The release over the past week of preliminary draft redistricting maps for Colorado’s congressional, state legislative, and state senate districts ahead of a summer of hearings by the state’s new independent redistricting commissions has produced a huge volume of speculation of…varying quality, which we in this space have tried hard to avoid, recognizing as the commission’s staff took pains to remind anxious politicos that these are mere starting points for the discussion that will produce the actual maps we’ll live and die by in Colorado politics for the next decade. Colorado’s oft-second-guessed attempt to de-politicize the redistricting process in 2018 with the passage of Amendments Y & Z will now face its ultimate test, and rather than stepping on the established process we’re watching to see how it unfolds.

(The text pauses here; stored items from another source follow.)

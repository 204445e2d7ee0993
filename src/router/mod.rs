//! Per-session command dispatch and the registration state machine.
//!
//! The router owns no storage of its own; it classifies each input line and
//! drives the directories held by the shared [`Relay`]. Every reply goes to
//! the originating session only, and every cross-session delivery happens
//! inside a directory, so routing stays synchronous and call-depth-bounded.

mod command;

pub use command::{Command, parse_line};

use crate::error::RegistryError;
use crate::state::{Relay, SessionHandle};
use std::sync::Arc;
use tracing::{debug, info};

/// What the connection loop should do after a line is handled.
#[derive(Debug, Clone, Copy, PartialEq, Eq)]
pub enum LoopAction {
    Continue,
    Disconnect,
}

/// Per-session protocol state.
///
/// A registered session always carries its name; there is no way to
/// represent "registered with no name".
#[derive(Debug, Clone, PartialEq, Eq)]
pub enum SessionState {
    Unregistered,
    Registered { username: String },
}

/// Command dispatcher, shared across all connection tasks.
pub struct Router {
    relay: Arc<Relay>,
}

impl Router {
    pub fn new(relay: Arc<Relay>) -> Self {
        Self { relay }
    }

    /// Greeting sent once per fresh connection.
    pub fn greet(&self, handle: &SessionHandle) {
        handle.deliver(format!(
            "Welcome to {}. Register with /register <name> to start chatting.",
            self.relay.server_name
        ));
    }

    /// Process one input line for the session.
    pub fn handle_line(
        &self,
        state: &mut SessionState,
        handle: &Arc<SessionHandle>,
        line: &str,
    ) -> LoopAction {
        let cmd = match parse_line(line) {
            Ok(cmd) => cmd,
            Err(e) => {
                debug!(session = %handle.id, code = e.error_code(), "Rejected input");
                handle.deliver(e.to_string());
                return LoopAction::Continue;
            }
        };

        match state {
            SessionState::Unregistered => self.handle_unregistered(state, handle, cmd),
            SessionState::Registered { .. } => self.handle_registered(state, handle, cmd),
        }
    }

    /// Pre-registration gate: only registration (and exit) advance.
    fn handle_unregistered(
        &self,
        state: &mut SessionState,
        handle: &Arc<SessionHandle>,
        cmd: Command<'_>,
    ) -> LoopAction {
        match cmd {
            Command::Register { name } => {
                self.register(state, handle, name);
                LoopAction::Continue
            }
            Command::Exit => {
                handle.deliver("Goodbye.");
                LoopAction::Disconnect
            }
            _ => {
                handle.deliver("Please register first: /register <name>");
                LoopAction::Continue
            }
        }
    }

    fn register(&self, state: &mut SessionState, handle: &Arc<SessionHandle>, name: &str) {
        match self.relay.registry.register(Arc::clone(handle), name, &self.relay.filter) {
            Ok(username) => {
                info!(session = %handle.id, user = %username, "Registered");
                handle.deliver(format!("You are now registered as '{}'.", username));
                self.relay
                    .registry
                    .broadcast(&format!("User {} joined the chat.", username), Some(handle.id));
                *state = SessionState::Registered { username };
            }
            Err(e) => {
                debug!(session = %handle.id, code = e.error_code(), "Registration rejected");
                handle.deliver(e.to_string());
            }
        }
    }

    fn rename(&self, state: &mut SessionState, handle: &Arc<SessionHandle>, name: &str) {
        match self.relay.registry.rename(handle.id, name, &self.relay.filter) {
            Ok((old, new)) => {
                info!(session = %handle.id, from = %old, to = %new, "Renamed");
                handle.deliver(format!("You are now known as '{}'.", new));
                self.relay
                    .registry
                    .broadcast(&format!("User {} is now known as {}.", old, new), Some(handle.id));
                *state = SessionState::Registered { username: new };
            }
            Err(e) => {
                debug!(session = %handle.id, code = e.error_code(), "Rename rejected");
                handle.deliver(e.to_string());
            }
        }
    }

    fn handle_registered(
        &self,
        state: &mut SessionState,
        handle: &Arc<SessionHandle>,
        cmd: Command<'_>,
    ) -> LoopAction {
        let SessionState::Registered { username } = state else {
            // handle_line only dispatches here for registered sessions.
            return LoopAction::Continue;
        };
        let username = username.clone();
        let relay = &self.relay;

        match cmd {
            Command::Register { name } => self.rename(state, handle, name),

            Command::Unregister => {
                if relay.release_identity(handle.id).is_some() {
                    info!(session = %handle.id, user = %username, "Unregistered");
                    *state = SessionState::Unregistered;
                    handle.deliver(
                        "You are no longer registered. Register with /register <name>.",
                    );
                }
            }

            Command::GroupCreate { name } => match relay.groups.create(name) {
                Ok(group) => handle.deliver(format!("Group '{}' created successfully.", group)),
                Err(e) => {
                    debug!(session = %handle.id, code = e.error_code(), "Group create failed");
                    handle.deliver(e.to_string());
                }
            },

            Command::GroupJoin { name } => {
                match relay.groups.join(name, handle.id, Arc::clone(handle), &username) {
                    Ok(group) => {
                        info!(session = %handle.id, user = %username, group = %group, "Joined group");
                        handle.deliver(format!("You joined group '{}'.", group));
                    }
                    Err(e) => {
                        debug!(session = %handle.id, code = e.error_code(), "Group join failed");
                        handle.deliver(e.to_string());
                    }
                }
            }

            Command::GroupLeave { name } => match relay.groups.leave(name, handle.id, &username) {
                Ok(outcome) => {
                    info!(session = %handle.id, user = %username, group = %outcome.group, "Left group");
                    if outcome.removed_empty {
                        handle.deliver(format!(
                            "You left group '{}'. Group was removed as it is now empty.",
                            outcome.group
                        ));
                    } else {
                        handle.deliver(format!("You left group '{}'.", outcome.group));
                    }
                }
                Err(e) => {
                    debug!(session = %handle.id, code = e.error_code(), "Group leave failed");
                    handle.deliver(e.to_string());
                }
            },

            Command::GroupRemove { name } => match relay.groups.remove(name, &username) {
                Ok(group) => handle.deliver(format!("Group '{}' was removed.", group)),
                Err(e) => {
                    debug!(session = %handle.id, code = e.error_code(), "Group remove failed");
                    handle.deliver(e.to_string());
                }
            },

            Command::GroupList => {
                let groups = relay.groups.list();
                if groups.is_empty() {
                    handle.deliver("No groups available.");
                } else {
                    handle.deliver("Available groups:");
                    for (name, members) in groups {
                        handle.deliver(format!("- {} ({} members)", name, members));
                    }
                }
            }

            Command::TopicCreate { name } => match relay.topics.create_topic(name) {
                Ok(topic) => handle.deliver(format!("Topic '{}' created.", topic)),
                Err(e) => {
                    debug!(session = %handle.id, code = e.error_code(), "Topic create failed");
                    handle.deliver(e.to_string());
                }
            },

            Command::TopicSubscribe { name } => {
                match relay.topics.subscribe(name, handle.id, Arc::clone(handle)) {
                    Ok(topic) => handle.deliver(format!("Subscribed to topic '{}'.", topic)),
                    Err(e) => {
                        debug!(session = %handle.id, code = e.error_code(), "Topic subscribe failed");
                        handle.deliver(e.to_string());
                    }
                }
            }

            Command::TopicUnsubscribe { name } => {
                match relay.topics.unsubscribe(name, handle.id) {
                    Ok(topic) => handle.deliver(format!("Unsubscribed from topic '{}'.", topic)),
                    Err(e) => {
                        debug!(session = %handle.id, code = e.error_code(), "Topic unsubscribe failed");
                        handle.deliver(e.to_string());
                    }
                }
            }

            Command::TopicList => {
                let topics = relay.topics.list_topics();
                if topics.is_empty() {
                    handle.deliver("No topics available.");
                } else {
                    handle.deliver(format!("Available topics: {}", topics.join(", ")));
                }
            }

            Command::SendUser { target, body } => self.send_to_user(handle, &username, target, body),

            Command::SendGroup { target, body } => {
                let body = relay.filter.filter(body);
                if let Err(e) = relay.groups.send_to_group(target, handle.id, &username, &body) {
                    debug!(session = %handle.id, code = e.error_code(), "Group send failed");
                    handle.deliver(e.to_string());
                }
            }

            Command::SendAuto { target, body } => {
                // Legacy resolution order: group name first, then username.
                if relay.groups.exists(target) {
                    let body = relay.filter.filter(body);
                    if let Err(e) = relay.groups.send_to_group(target, handle.id, &username, &body) {
                        debug!(session = %handle.id, code = e.error_code(), "Group send failed");
                        handle.deliver(e.to_string());
                    }
                } else {
                    self.send_to_user(handle, &username, target, body);
                }
            }

            Command::Users => {
                let names = relay.registry.list_usernames();
                if names.is_empty() {
                    handle.deliver("No users online.");
                } else {
                    handle.deliver(format!(
                        "Users online ({}): {}",
                        relay.registry.count(),
                        names.join(", ")
                    ));
                }
            }

            Command::Exit => {
                handle.deliver("Goodbye.");
                return LoopAction::Disconnect;
            }

            Command::Chat { body } => {
                if body.is_empty() {
                    return LoopAction::Continue;
                }
                let filtered = relay.filter.filter(body);
                match relay.groups.current_group(handle.id) {
                    Some(group) => {
                        if let Err(e) =
                            relay.groups.send_to_group(&group, handle.id, &username, &filtered)
                        {
                            debug!(session = %handle.id, code = e.error_code(), "Group chat failed");
                        }
                    }
                    None => {
                        relay.registry.broadcast(
                            &format!("GLOBAL | {}: {}", username, filtered),
                            Some(handle.id),
                        );
                    }
                }
                // Topic fan-out is an independent scope: it fires for every
                // plain message, grouped or not.
                relay.topics.notify_subscribers(body, handle, &username, &relay.filter);
            }
        }

        LoopAction::Continue
    }

    fn send_to_user(&self, handle: &Arc<SessionHandle>, username: &str, target: &str, body: &str) {
        match self.relay.registry.find_by_username(target) {
            Some(recipient) => {
                let body = self.relay.filter.filter(body);
                recipient.deliver(format!("DIRECT | {}: {}", username, body));
            }
            None => {
                let e = RegistryError::NoSuchUser(target.to_string());
                debug!(session = %handle.id, code = e.error_code(), "Direct send failed");
                handle.deliver(e.to_string());
            }
        }
    }
}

While enforcing this temporary neutrality, however, we are allowed to take note when local mainstream media outlets commit to analysis of these preliminary maps. This is especially true when, as is the case between the Denver Post and Denver Gazette’s headlines on the new state legislative maps today, somebody must by definition be wrong:
As you can see, the Denver Post’s analysis concludes that the preliminary redistricting map “keeps Statehouse Dems in control,” while the Gazette claims the exact same preliminary proposed map “spell bad news for House Dems!” It’s not often that two pieces of hard news analysis come to such diametrically opposite conclusions about the same subject matter, but here’s an example of exactly that. There are lots of ways to evaluate this conflict, taking into account for example the perceived biases of the two outlets, in which the Gazette is by the House GOP Minority’s own estimate the more “GOP friendly” of the two.
For ourselves, we’re stopping at the word “preliminary” and that’s where we still advise all of you to hold up too. There’s just no reason to get worked up about maps that are not intended to be final, and it’s the hearings and commission work ahead that will make all the difference–making knee-jerk speculation over these preliminary drafts not only needless but actually harmful to the process.
While the commission does its work, our best advice is don’t believe the hype either way. Instead, get involved in the process–and when the time comes to put your desired spin on the final map, you’ll know what to say.
And with that, we’ll let our readers fight this one out.